Ólafur Arnalds and the Curious Case of Reykjavík Chips
Photo courtesy of Ólafur Arnalds
Since transitioning from hardcore to the ambient/instrumental scene in 2004, Ólafur Arnalds’ reams deep CV has included its fair share of twists and turns. There are his three solo albums, full of haunting piano lines and electric loops. Kiasmos, the pure electro/dance project he shares with pal Janus Rasmussen. Scoring the BBC series Broadchurch, a project that’s now three seasons and one BAFTA deep. Most recently he even found time to record and produce Island Songs, the film/album project documenting his time recording with seven different artists in seven different locations around his native Iceland. (“It was an inspiring experience, to look at other people’s lives and how they see this thing that I do for a living,” Arnalds enthuses of his time on the road.)
Given his history, one would expect continued diversity in Arnalds’ career. One would not expect…potatoes. But as co-owner of Reykjavík Chips, the city’s premiere spot for thick-cut, crispy Belgium fries, the musician was the driving force behind delivering salty, spud-filled goodness to his hometown. Open just over a year, the fries-only restaurant has been a hit — so much in fact, that during recent busy nights at Iceland Airwaves they resorted to exclusively selling small-sized chip cones to better meet demand. (Many hungry patrons simply ordered two.)
Ever the fan of potatoes (and junk food of all kinds, really), we caught up Arnalds to talk cross-cultural culinary appreciation, the surprising history of the Icelandic pizza and the tricks of surviving as a vegetarian on tour.
Photo: @reykjavikchips
Paste: What was your first introduction to Belgium chips?

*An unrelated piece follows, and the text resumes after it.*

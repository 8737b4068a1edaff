pub mod models;
pub mod repository;

pub use models::UserModel;
pub use repository::{InMemoryUserRepository, PostgresUserRepository, UserRepository};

Ólafur Arnalds: I was on tour in Belgium. They’re actually something that people eat there for dinner! They actually do that. “Mom, what’s for dinner?” “Fries.” That’s a thing in Belgium. I was fascinated by that. I like fries, and I was always ashamed that they don’t get the respect they deserve. They’re not just a side dish, they’re real food if you do it properly. The Belgians do. You can select all these different toppings and they have mixed ones. They even put meat on them sometimes, even though I don’t eat that. So after a couple of times in Belgium we started always changing our riders when we’d play a Belgian show. We’d put a sentence in there that after the show there would have to be a lot of chips and at least five different sauces for the crew. Any sauces. They can select. We always wanted to experiment. Back then I said to my players and my crew, “We need to bring this to Iceland.” Icelandic people deserve to know what chips can really be! Not just frozen shit you buy at the supermarket and put in the microwave. That was the start of the whole thing, eight years ago.

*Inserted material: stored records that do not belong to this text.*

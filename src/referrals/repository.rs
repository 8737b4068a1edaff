use async_trait::async_trait;
use sqlx::{PgPool, Row};
use std::sync::Mutex;
use tracing::{debug, instrument, warn};

use super::models::{ReferralMilestone, ReferralRewardModel};
use crate::shared::AppError;

/// Result of attempting to record a referral milestone
#[derive(Debug, Clone)]
pub enum ReferralRecordOutcome {
    /// First payout for this (referred, milestone)
    Recorded(ReferralRewardModel),
    /// The milestone was already paid; the existing record is returned
    AlreadyRecorded(ReferralRewardModel),
}

/// Trait for referral reward records
///
/// The `signup` record doubles as the referral relationship; a user can
/// be referred at most once, and each milestone pays at most once.
#[async_trait]
pub trait ReferralRepository: Send + Sync {
    /// Records the signup referral. Fails with Conflict when the referred
    /// user already has a referrer.
    async fn create_referral(
        &self,
        reward: &ReferralRewardModel,
    ) -> Result<ReferralRewardModel, AppError>;

    /// The signup record for a referred user, if any
    async fn referral_for(
        &self,
        referred_id: &str,
    ) -> Result<Option<ReferralRewardModel>, AppError>;

    /// Records a milestone payout once per (referred, milestone);
    /// a duplicate folds into AlreadyRecorded, never an error
    async fn record_milestone(
        &self,
        reward: &ReferralRewardModel,
    ) -> Result<ReferralRecordOutcome, AppError>;
}

/// In-memory implementation of ReferralRepository for development and
/// testing
#[derive(Default)]
pub struct InMemoryReferralRepository {
    rewards: Mutex<Vec<ReferralRewardModel>>,
}

impl InMemoryReferralRepository {
    pub fn new() -> Self {
        Self::default()
    }

    /// Returns the total number of reward records
    pub fn reward_count(&self) -> usize {
        self.rewards.lock().unwrap().len()
    }
}

#[async_trait]
impl ReferralRepository for InMemoryReferralRepository {
    #[instrument(skip(self, reward))]
    async fn create_referral(
        &self,
        reward: &ReferralRewardModel,
    ) -> Result<ReferralRewardModel, AppError> {
        let mut rewards = self.rewards.lock().unwrap();

        if rewards
            .iter()
            .any(|r| r.referred_id == reward.referred_id && r.milestone == ReferralMilestone::Signup)
        {
            warn!(referred_id = %reward.referred_id, "User already referred");
            return Err(AppError::Conflict(
                "User already referred by someone".to_string(),
            ));
        }

        rewards.push(reward.clone());
        debug!(
            referrer_id = %reward.referrer_id,
            referred_id = %reward.referred_id,
            "Referral recorded in memory"
        );
        Ok(reward.clone())
    }

    #[instrument(skip(self))]
    async fn referral_for(
        &self,
        referred_id: &str,
    ) -> Result<Option<ReferralRewardModel>, AppError> {
        let rewards = self.rewards.lock().unwrap();
        Ok(rewards
            .iter()
            .find(|r| r.referred_id == referred_id && r.milestone == ReferralMilestone::Signup)
            .cloned())
    }

    #[instrument(skip(self, reward))]
    async fn record_milestone(
        &self,
        reward: &ReferralRewardModel,
    ) -> Result<ReferralRecordOutcome, AppError> {
        let mut rewards = self.rewards.lock().unwrap();

        if let Some(existing) = rewards
            .iter()
            .find(|r| r.referred_id == reward.referred_id && r.milestone == reward.milestone)
        {
            debug!(
                referred_id = %reward.referred_id,
                milestone = %reward.milestone,
                "Referral milestone already paid"
            );
            return Ok(ReferralRecordOutcome::AlreadyRecorded(existing.clone()));
        }

        rewards.push(reward.clone());
        Ok(ReferralRecordOutcome::Recorded(reward.clone()))
    }
}

/// PostgreSQL implementation of referral repository
pub struct PostgresReferralRepository {
    pool: PgPool,
}

impl PostgresReferralRepository {
    pub fn new(pool: PgPool) -> Self {
        Self { pool }
    }
}

fn row_to_reward(row: &sqlx::postgres::PgRow) -> Result<ReferralRewardModel, AppError> {
    let milestone: String = row.get("milestone");
    Ok(ReferralRewardModel {
        id: row.get("id"),
        referrer_id: row.get("referrer_id"),
        referred_id: row.get("referred_id"),
        milestone: ReferralMilestone::parse(&milestone).ok_or_else(|| {
            AppError::DatabaseError(format!("Unknown referral milestone {milestone}"))
        })?,
        pc_reward: row.get("pc_reward"),
        pcon_reward: row.get("pcon_reward"),
        created_at: row.get("created_at"),
    })
}

const REWARD_COLUMNS: &str =
    "id, referrer_id, referred_id, milestone, pc_reward, pcon_reward, created_at";

#[async_trait]
impl ReferralRepository for PostgresReferralRepository {
    #[instrument(skip(self, reward))]
    async fn create_referral(
        &self,
        reward: &ReferralRewardModel,
    ) -> Result<ReferralRewardModel, AppError> {
        let result = sqlx::query(
            "INSERT INTO referral_rewards \
                 (id, referrer_id, referred_id, milestone, pc_reward, pcon_reward, created_at) \
             VALUES ($1, $2, $3, $4, $5, $6, $7) \
             ON CONFLICT (referred_id, milestone) DO NOTHING",
        )
        .bind(&reward.id)
        .bind(&reward.referrer_id)
        .bind(&reward.referred_id)
        .bind(reward.milestone.to_string())
        .bind(reward.pc_reward)
        .bind(reward.pcon_reward)
        .bind(reward.created_at)
        .execute(&self.pool)
        .await
        .map_err(|e| {
            warn!(error = %e, "Failed to create referral");
            AppError::DatabaseError(e.to_string())
        })?;

        if result.rows_affected() == 0 {
            warn!(referred_id = %reward.referred_id, "User already referred");
            return Err(AppError::Conflict(
                "User already referred by someone".to_string(),
            ));
        }

        Ok(reward.clone())
    }

    #[instrument(skip(self))]
    async fn referral_for(
        &self,
        referred_id: &str,
    ) -> Result<Option<ReferralRewardModel>, AppError> {
        let row = sqlx::query(&format!(
            "SELECT {REWARD_COLUMNS} FROM referral_rewards \
             WHERE referred_id = $1 AND milestone = 'signup'"
        ))
        .bind(referred_id)
        .fetch_optional(&self.pool)
        .await
        .map_err(|e| {
            warn!(error = %e, referred_id = %referred_id, "Failed to fetch referral");
            AppError::DatabaseError(e.to_string())
        })?;

        row.map(|r| row_to_reward(&r)).transpose()
    }

    #[instrument(skip(self, reward))]
    async fn record_milestone(
        &self,
        reward: &ReferralRewardModel,
    ) -> Result<ReferralRecordOutcome, AppError> {
        let result = sqlx::query(
            "INSERT INTO referral_rewards \
                 (id, referrer_id, referred_id, milestone, pc_reward, pcon_reward, created_at) \
             VALUES ($1, $2, $3, $4, $5, $6, $7) \
             ON CONFLICT (referred_id, milestone) DO NOTHING",
        )
        .bind(&reward.id)
        .bind(&reward.referrer_id)
        .bind(&reward.referred_id)
        .bind(reward.milestone.to_string())
        .bind(reward.pc_reward)
        .bind(reward.pcon_reward)
        .bind(reward.created_at)
        .execute(&self.pool)
        .await
        .map_err(|e| {
            warn!(error = %e, "Failed to record referral milestone");
            AppError::DatabaseError(e.to_string())
        })?;

        if result.rows_affected() > 0 {
            return Ok(ReferralRecordOutcome::Recorded(reward.clone()));
        }

        let row = sqlx::query(&format!(
            "SELECT {REWARD_COLUMNS} FROM referral_rewards \
             WHERE referred_id = $1 AND milestone = $2"
        ))
        .bind(&reward.referred_id)
        .bind(reward.milestone.to_string())
        .fetch_one(&self.pool)
        .await
        .map_err(|e| {
            warn!(error = %e, "Failed to fetch existing referral milestone");
            AppError::DatabaseError(e.to_string())
        })?;

        Ok(ReferralRecordOutcome::AlreadyRecorded(row_to_reward(&row)?))
    }
}

#[cfg(test)]
mod tests {
    use super::*;

    fn signup(referrer: &str, referred: &str) -> ReferralRewardModel {
        ReferralRewardModel::new(referrer, referred, ReferralMilestone::Signup, 10, 5)
    }

    #[tokio::test]
    async fn second_referrer_conflicts() {
        let repo = InMemoryReferralRepository::new();

        repo.create_referral(&signup("alice", "carol")).await.unwrap();
        let result = repo.create_referral(&signup("bob", "carol")).await;

        assert!(matches!(result.unwrap_err(), AppError::Conflict(_)));
        assert_eq!(repo.reward_count(), 1);
    }

    #[tokio::test]
    async fn milestones_pay_once_per_referred_user() {
        let repo = InMemoryReferralRepository::new();
        repo.create_referral(&signup("alice", "carol")).await.unwrap();

        let first = ReferralRewardModel::new(
            "alice",
            "carol",
            ReferralMilestone::FirstAnswer,
            10,
            5,
        );
        let outcome = repo.record_milestone(&first).await.unwrap();
        assert!(matches!(outcome, ReferralRecordOutcome::Recorded(_)));

        let duplicate = ReferralRewardModel::new(
            "alice",
            "carol",
            ReferralMilestone::FirstAnswer,
            10,
            5,
        );
        let outcome = repo.record_milestone(&duplicate).await.unwrap();
        match outcome {
            ReferralRecordOutcome::AlreadyRecorded(existing) => assert_eq!(existing.id, first.id),
            ReferralRecordOutcome::Recorded(_) => panic!("milestone must not pay twice"),
        }
    }
}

Paste: So when did it turn from “We have to do this!” to “Oh we actually can do this?”
OA: I don’t want to be a restaurant manager, I’m a musician. I like my job and I don’t want to quit it to manage a chip shop. So basically my idea was to buy a food truck. I was looking for someone, like a friend who needed a job and could actually do the thing. When I was telling this idea to Friðrik Dór Jónsson, he’s an R&B pop singer in Iceland. One of the most popular people here. I was talking about this to him and he said, “That’s funny, a friend of mine just told me the same idea.” He wanted to start a place like this, but he was looking for an investor to help him do it. He actually became an owner too. So it became me, an R&B singer, and an actor who own this. Icelandic people love junk food. Not that this is junk food of any sort. This is quality stuff. They like fat.
Paste: Was the initial response to Reykjavik Chips?

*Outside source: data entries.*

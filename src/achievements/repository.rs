use async_trait::async_trait;
use sqlx::types::Json;
use sqlx::{PgPool, Row};
use std::collections::HashMap;
use std::sync::Mutex;
use tracing::{debug, instrument, warn};

use super::models::{Achievement, AchievementCategory, AchievementRarity, UserAchievementModel};
use crate::shared::AppError;

/// Result of attempting to award an achievement
#[derive(Debug, Clone)]
pub enum AchievementAwardOutcome {
    /// The achievement was earned by this call
    Awarded(UserAchievementModel),
    /// A non-repeatable achievement was already earned; the existing
    /// record is returned
    AlreadyEarned(UserAchievementModel),
}

/// Trait for the achievement catalog and per-user earn records
#[async_trait]
pub trait AchievementRepository: Send + Sync {
    /// Inserts a catalog entry unless one with the same id exists.
    /// Returns true when a row was inserted.
    async fn insert_achievement_if_absent(&self, achievement: &Achievement)
        -> Result<bool, AppError>;

    async fn get_achievement(&self, achievement_id: &str) -> Result<Option<Achievement>, AppError>;

    /// The whole catalog ordered by sort_order
    async fn list_achievements(&self) -> Result<Vec<Achievement>, AppError>;

    /// Atomically records an earn. For non-repeatable achievements a
    /// uniqueness collision folds into AlreadyEarned; repeatable
    /// achievements refresh their record and count as awarded again.
    async fn try_award(
        &self,
        record: &UserAchievementModel,
        repeatable: bool,
    ) -> Result<AchievementAwardOutcome, AppError>;

    async fn earned_by_user(&self, user_id: &str) -> Result<Vec<UserAchievementModel>, AppError>;

    /// Earned records across all users, for global statistics
    async fn count_earned(&self) -> Result<i64, AppError>;
}

/// In-memory implementation of AchievementRepository for development and
/// testing
#[derive(Default)]
pub struct InMemoryAchievementRepository {
    catalog: Mutex<HashMap<String, Achievement>>,
    records: Mutex<Vec<UserAchievementModel>>,
}

impl InMemoryAchievementRepository {
    pub fn new() -> Self {
        Self::default()
    }

    /// Returns the current number of catalog entries
    pub fn achievement_count(&self) -> usize {
        self.catalog.lock().unwrap().len()
    }
}

#[async_trait]
impl AchievementRepository for InMemoryAchievementRepository {
    #[instrument(skip(self, achievement))]
    async fn insert_achievement_if_absent(
        &self,
        achievement: &Achievement,
    ) -> Result<bool, AppError> {
        let mut catalog = self.catalog.lock().unwrap();
        if catalog.contains_key(&achievement.id) {
            return Ok(false);
        }
        catalog.insert(achievement.id.clone(), achievement.clone());
        debug!(achievement_id = %achievement.id, "Achievement inserted into catalog");
        Ok(true)
    }

    #[instrument(skip(self))]
    async fn get_achievement(&self, achievement_id: &str) -> Result<Option<Achievement>, AppError> {
        let catalog = self.catalog.lock().unwrap();
        Ok(catalog.get(achievement_id).cloned())
    }

    #[instrument(skip(self))]
    async fn list_achievements(&self) -> Result<Vec<Achievement>, AppError> {
        let catalog = self.catalog.lock().unwrap();
        let mut all: Vec<Achievement> = catalog.values().cloned().collect();
        all.sort_by_key(|a| a.sort_order);
        Ok(all)
    }

    #[instrument(skip(self, record))]
    async fn try_award(
        &self,
        record: &UserAchievementModel,
        repeatable: bool,
    ) -> Result<AchievementAwardOutcome, AppError> {
        let mut records = self.records.lock().unwrap();

        if let Some(existing) = records.iter_mut().find(|r| {
            r.user_id == record.user_id && r.achievement_id == record.achievement_id && r.is_earned
        }) {
            if repeatable {
                existing.earned_at = record.earned_at;
                existing.progress = record.progress;
                return Ok(AchievementAwardOutcome::Awarded(existing.clone()));
            }
            debug!(
                user_id = %record.user_id,
                achievement_id = %record.achievement_id,
                "Achievement already earned"
            );
            return Ok(AchievementAwardOutcome::AlreadyEarned(existing.clone()));
        }

        records.push(record.clone());
        Ok(AchievementAwardOutcome::Awarded(record.clone()))
    }

    #[instrument(skip(self))]
    async fn earned_by_user(&self, user_id: &str) -> Result<Vec<UserAchievementModel>, AppError> {
        let records = self.records.lock().unwrap();
        let mut earned: Vec<UserAchievementModel> = records
            .iter()
            .filter(|r| r.user_id == user_id && r.is_earned)
            .cloned()
            .collect();
        earned.sort_by(|a, b| b.earned_at.cmp(&a.earned_at));
        Ok(earned)
    }

    #[instrument(skip(self))]
    async fn count_earned(&self) -> Result<i64, AppError> {
        let records = self.records.lock().unwrap();
        Ok(records.iter().filter(|r| r.is_earned).count() as i64)
    }
}

/// PostgreSQL implementation of achievement repository
pub struct PostgresAchievementRepository {
    pool: PgPool,
}

impl PostgresAchievementRepository {
    pub fn new(pool: PgPool) -> Self {
        Self { pool }
    }
}

fn row_to_achievement(row: &sqlx::postgres::PgRow) -> Result<Achievement, AppError> {
    let category: String = row.get("category");
    let rarity: String = row.get("rarity");
    let Json(criteria): Json<super::models::AchievementCriteria> = row.get("criteria");
    Ok(Achievement {
        id: row.get("id"),
        name: row.get("name"),
        description: row.get("description"),
        category: AchievementCategory::parse(&category)
            .ok_or_else(|| AppError::DatabaseError(format!("Unknown category {category}")))?,
        rarity: AchievementRarity::parse(&rarity)
            .ok_or_else(|| AppError::DatabaseError(format!("Unknown rarity {rarity}")))?,
        badge_icon: row.get("badge_icon"),
        badge_color: row.get("badge_color"),
        criteria,
        points_reward: row.get("points_reward"),
        pcon_reward: row.get("pcon_reward"),
        is_hidden: row.get("is_hidden"),
        is_repeatable: row.get("is_repeatable"),
        sort_order: row.get("sort_order"),
        created_at: row.get("created_at"),
    })
}

fn row_to_record(row: &sqlx::postgres::PgRow) -> UserAchievementModel {
    UserAchievementModel {
        id: row.get("id"),
        user_id: row.get("user_id"),
        achievement_id: row.get("achievement_id"),
        progress: row.get("progress"),
        earned_at: row.get("earned_at"),
        is_earned: row.get("is_earned"),
        created_at: row.get("created_at"),
    }
}

#[async_trait]
impl AchievementRepository for PostgresAchievementRepository {
    #[instrument(skip(self, achievement))]
    async fn insert_achievement_if_absent(
        &self,
        achievement: &Achievement,
    ) -> Result<bool, AppError> {
        let result = sqlx::query(
            "INSERT INTO achievements (id, name, description, category, rarity, badge_icon, \
                                       badge_color, criteria, points_reward, pcon_reward, \
                                       is_hidden, is_repeatable, sort_order, created_at) \
             VALUES ($1, $2, $3, $4, $5, $6, $7, $8, $9, $10, $11, $12, $13, $14) \
             ON CONFLICT (id) DO NOTHING",
        )
        .bind(&achievement.id)
        .bind(&achievement.name)
        .bind(&achievement.description)
        .bind(achievement.category.to_string())
        .bind(achievement.rarity.to_string())
        .bind(&achievement.badge_icon)
        .bind(&achievement.badge_color)
        .bind(Json(&achievement.criteria))
        .bind(achievement.points_reward)
        .bind(achievement.pcon_reward)
        .bind(achievement.is_hidden)
        .bind(achievement.is_repeatable)
        .bind(achievement.sort_order)
        .bind(achievement.created_at)
        .execute(&self.pool)
        .await
        .map_err(|e| {
            warn!(error = %e, achievement_id = %achievement.id, "Failed to insert achievement");
            AppError::DatabaseError(e.to_string())
        })?;

        Ok(result.rows_affected() > 0)
    }

    #[instrument(skip(self))]
    async fn get_achievement(&self, achievement_id: &str) -> Result<Option<Achievement>, AppError> {
        let row = sqlx::query("SELECT * FROM achievements WHERE id = $1")
            .bind(achievement_id)
            .fetch_optional(&self.pool)
            .await
            .map_err(|e| {
                warn!(error = %e, achievement_id = %achievement_id, "Failed to fetch achievement");
                AppError::DatabaseError(e.to_string())
            })?;

        row.map(|r| row_to_achievement(&r)).transpose()
    }

    #[instrument(skip(self))]
    async fn list_achievements(&self) -> Result<Vec<Achievement>, AppError> {
        let rows = sqlx::query("SELECT * FROM achievements ORDER BY sort_order ASC")
            .fetch_all(&self.pool)
            .await
            .map_err(|e| {
                warn!(error = %e, "Failed to list achievements");
                AppError::DatabaseError(e.to_string())
            })?;

        rows.iter().map(row_to_achievement).collect()
    }

    #[instrument(skip(self, record))]
    async fn try_award(
        &self,
        record: &UserAchievementModel,
        repeatable: bool,
    ) -> Result<AchievementAwardOutcome, AppError> {
        let sql = if repeatable {
            // A repeatable earn refreshes the single record per user
            "INSERT INTO user_achievements \
                 (id, user_id, achievement_id, progress, earned_at, is_earned, created_at) \
             VALUES ($1, $2, $3, $4, $5, $6, $7) \
             ON CONFLICT (user_id, achievement_id) \
             DO UPDATE SET earned_at = EXCLUDED.earned_at, progress = EXCLUDED.progress"
        } else {
            "INSERT INTO user_achievements \
                 (id, user_id, achievement_id, progress, earned_at, is_earned, created_at) \
             VALUES ($1, $2, $3, $4, $5, $6, $7) \
             ON CONFLICT (user_id, achievement_id) DO NOTHING"
        };

        let result = sqlx::query(sql)
            .bind(&record.id)
            .bind(&record.user_id)
            .bind(&record.achievement_id)
            .bind(record.progress)
            .bind(record.earned_at)
            .bind(record.is_earned)
            .bind(record.created_at)
            .execute(&self.pool)
            .await
            .map_err(|e| {
                warn!(error = %e, "Failed to award achievement");
                AppError::DatabaseError(e.to_string())
            })?;

        if result.rows_affected() > 0 {
            return Ok(AchievementAwardOutcome::Awarded(record.clone()));
        }

        // Lost the race or already earned: return the existing record
        let row = sqlx::query(
            "SELECT id, user_id, achievement_id, progress, earned_at, is_earned, created_at \
             FROM user_achievements WHERE user_id = $1 AND achievement_id = $2",
        )
        .bind(&record.user_id)
        .bind(&record.achievement_id)
        .fetch_one(&self.pool)
        .await
        .map_err(|e| {
            warn!(error = %e, "Failed to fetch existing user achievement");
            AppError::DatabaseError(e.to_string())
        })?;

        Ok(AchievementAwardOutcome::AlreadyEarned(row_to_record(&row)))
    }

    #[instrument(skip(self))]
    async fn earned_by_user(&self, user_id: &str) -> Result<Vec<UserAchievementModel>, AppError> {
        let rows = sqlx::query(
            "SELECT id, user_id, achievement_id, progress, earned_at, is_earned, created_at \
             FROM user_achievements WHERE user_id = $1 AND is_earned \
             ORDER BY earned_at DESC",
        )
        .bind(user_id)
        .fetch_all(&self.pool)
        .await
        .map_err(|e| {
            warn!(error = %e, user_id = %user_id, "Failed to list user achievements");
            AppError::DatabaseError(e.to_string())
        })?;

        Ok(rows.iter().map(row_to_record).collect())
    }

    #[instrument(skip(self))]
    async fn count_earned(&self) -> Result<i64, AppError> {
        let row = sqlx::query("SELECT COUNT(*) AS count FROM user_achievements WHERE is_earned")
            .fetch_one(&self.pool)
            .await
            .map_err(|e| {
                warn!(error = %e, "Failed to count earned achievements");
                AppError::DatabaseError(e.to_string())
            })?;

        Ok(row.get("count"))
    }
}

#[cfg(test)]
mod tests {
    use super::*;
    use crate::achievements::catalog::default_achievements;

    #[tokio::test]
    async fn seeding_twice_inserts_once() {
        let repo = InMemoryAchievementRepository::new();

        for achievement in default_achievements() {
            assert!(repo
                .insert_achievement_if_absent(&achievement)
                .await
                .unwrap());
        }
        for achievement in default_achievements() {
            assert!(!repo
                .insert_achievement_if_absent(&achievement)
                .await
                .unwrap());
        }

        assert_eq!(repo.achievement_count(), default_achievements().len());
    }

    #[tokio::test]
    async fn non_repeatable_award_happens_once() {
        let repo = InMemoryAchievementRepository::new();
        let first = UserAchievementModel::earned("u1", "first_answer", 1);
        let second = UserAchievementModel::earned("u1", "first_answer", 1);

        let outcome = repo.try_award(&first, false).await.unwrap();
        assert!(matches!(outcome, AchievementAwardOutcome::Awarded(_)));

        let outcome = repo.try_award(&second, false).await.unwrap();
        match outcome {
            AchievementAwardOutcome::AlreadyEarned(existing) => assert_eq!(existing.id, first.id),
            AchievementAwardOutcome::Awarded(_) => panic!("should not award twice"),
        }

        assert_eq!(repo.count_earned().await.unwrap(), 1);
    }

    #[tokio::test]
    async fn repeatable_award_refreshes_the_record() {
        let repo = InMemoryAchievementRepository::new();
        let first = UserAchievementModel::earned("u1", "weekly_hero", 1);
        repo.try_award(&first, true).await.unwrap();

        let second = UserAchievementModel::earned("u1", "weekly_hero", 2);
        let outcome = repo.try_award(&second, true).await.unwrap();

        match outcome {
            AchievementAwardOutcome::Awarded(record) => {
                assert_eq!(record.id, first.id);
                assert_eq!(record.progress, 2);
            }
            AchievementAwardOutcome::AlreadyEarned(_) => {
                panic!("repeatable achievements award again")
            }
        }
    }
}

OA: People fell in love with it. Initially we spent a month perfecting the recipe. It’s hard to make chips really good, because we first had to find the right potatoes. A good brand this year can be shit six months later because they had too much rain or whatever. So we had to find the right farms to work with, but we couldn’t do it with Icelandic farms because Icelandic potatoes are tiny. So we have import them. So we talked to a few different farms in Europe. That whole process was long and tedious. Just to get all the ingredients. And then we made eleven different sauces. All our sauces are homemade—they’re all our own recipes. When we announced this on Facebook, all the news and media, they actually talked about this because everyone thought it was so ridiculous that Friðrik Dór and Ólafur Arnalds, the classical composer, were opening a chip shop together. We were really lucky with that. We had so much press in the first few weeks that on our opening day, we ran out of potatoes by noon and we had to close. There was a line out the door and down the street. It was like that for a few weeks. It was instant hit.